EXERCISE DETAILS: Exactly as they appear below, repeat the lines from the one with "to wait for" through the one with "reason other than", and no others.

++++++++++++++++++++

use std::io;
use thiserror::Error;

use crate::folders::KnownFolder;

/// Library-level error type.
///
/// Operations return their concern-specific error (`RunnerError`, `FsError`);
/// this umbrella exists so callers composing both groups can use a single
/// [`Result`] alias with `?`.
#[derive(Error, Debug)]
pub enum Error {
    #[error("Process runner error: {0}")]
    Runner(#[from] RunnerError),

    #[error("Filesystem error: {0}")]
    Fs(#[from] FsError),

    #[error("IO error: {0}")]
    Io(#[from] io::Error),
}

/// A specialized Result type for wincommon operations.
pub type Result<T> = std::result::Result<T, Error>;

/// Errors from launching or communicating with a child process.
///
/// Hard failures carry the originating `io::Error` as a source so the native
/// OS error code stays available via `raw_os_error()`. Timeouts are not
/// errors; see [`ReadOutcome`](crate::runner::ReadOutcome) and
/// [`WaitOutcome`](crate::runner::WaitOutcome).
#[derive(Error, Debug)]
pub enum RunnerError {
    /// Process or pipe creation failed.
    #[error("Failed to launch {program}: {source}")]
    Launch {
        program: String,
        #[source]
        source: io::Error,
    },

    /// The argument string could not be split into arguments.
    ///
    /// Only reachable on platforms where the verbatim command-line contract
    /// degrades to shell-style splitting.
    #[error("Malformed argument string: {reason}")]
    MalformedArguments { reason: String },

    /// Writing to the child's stdin failed; usually a broken pipe after the
    /// child exited or closed its end.
    #[error("Write to child stdin failed: {0}")]
    StdinWrite(#[source] io::Error),

    /// The child's stdin handle was already closed via `close_stdin`.
    #[error("Child stdin is closed")]
    StdinClosed,

    /// The blocking read on the child's stdout failed.
    #[error("Read from child stdout failed: {0}")]
    StdoutRead(#[source] io::Error),

    /// The background read worker could not be started.
    #[error("Failed to spawn read worker thread: {0}")]
    WorkerSpawn(#[source] io::Error),

    /// The background read worker died without reporting a result.
    #[error("Read worker thread terminated unexpectedly")]
    WorkerLost,

    /// Polling the child's exit status failed.
    #[error("Failed to wait for child process: {0}")]
    Wait(#[source] io::Error),

    /// Terminating the child failed.
    #[error("Failed to kill child process {pid}: {source}")]
    Kill {
        pid: u32,
        #[source]
        source: io::Error,
    },
}

/// Errors from the path and folder helpers.
#[derive(Error, Debug)]
pub enum FsError {
    /// Creating the final directory level failed for a reason other than
    /// "already exists".
    #[error("Failed to create directory {path}: {source}")]
    CreateDir {
        path: String,
        #[source]
        source: io::Error,
    },

    /// `make_path` requires both a directory and a file name.
    #[error("Invalid (missing) directory name or file name")]
    EmptyPathComponent,

    /// The OS did not resolve the known folder.
    #[error("Failed to resolve known folder {folder:?}: {reason}")]
    KnownFolder { folder: KnownFolder, reason: String },

    /// The known folder has no equivalent on this platform.
    #[error("Known folder {folder:?} is not available on this platform")]
    KnownFolderUnsupported { folder: KnownFolder },

    /// Toggling filesystem path redirection failed.
    #[error("Failed to {action} file system redirection: {reason}")]
    Redirection { action: &'static str, reason: String },
}

#[cfg(test)]
mod tests {
    use super::*;

    #[test]
    fn io_source_preserves_os_error_code() {
        let os_err = io::Error::from_raw_os_error(5);
        let err = RunnerError::StdinWrite(os_err);
        match err {
            RunnerError::StdinWrite(source) => assert_eq!(source.raw_os_error(), Some(5)),
            other => panic!("unexpected variant: {other:?}"),
        }
    }

    #[test]
    fn umbrella_converts_with_question_mark() {
        fn fails() -> Result<()> {
            Err(FsError::EmptyPathComponent)?
        }
        assert!(matches!(fails(), Err(Error::Fs(FsError::EmptyPathComponent))));
    }

    #[test]
    fn display_names_the_program() {
        let err = RunnerError::Launch {
            program: "helper.exe".to_string(),
            source: io::Error::new(io::ErrorKind::NotFound, "no such file"),
        };
        let msg = err.to_string();
        assert!(msg.contains("helper.exe"));
        assert!(msg.contains("no such file"));
    }
}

++++++++++++++++++++

SOLUTION TO THE PROBLEM:
    #[error("Failed to wait for child process: {0}")]
    Wait(#[source] io::Error),

    /// Terminating the child failed.
    #[error("Failed to kill child process {pid}: {source}")]
    Kill {
        pid: u32,
        #[source]
        source: io::Error,
    },
}

/// Errors from the path and folder helpers.
#[derive(Error, Debug)]
pub enum FsError {
    /// Creating the final directory level failed for a reason other than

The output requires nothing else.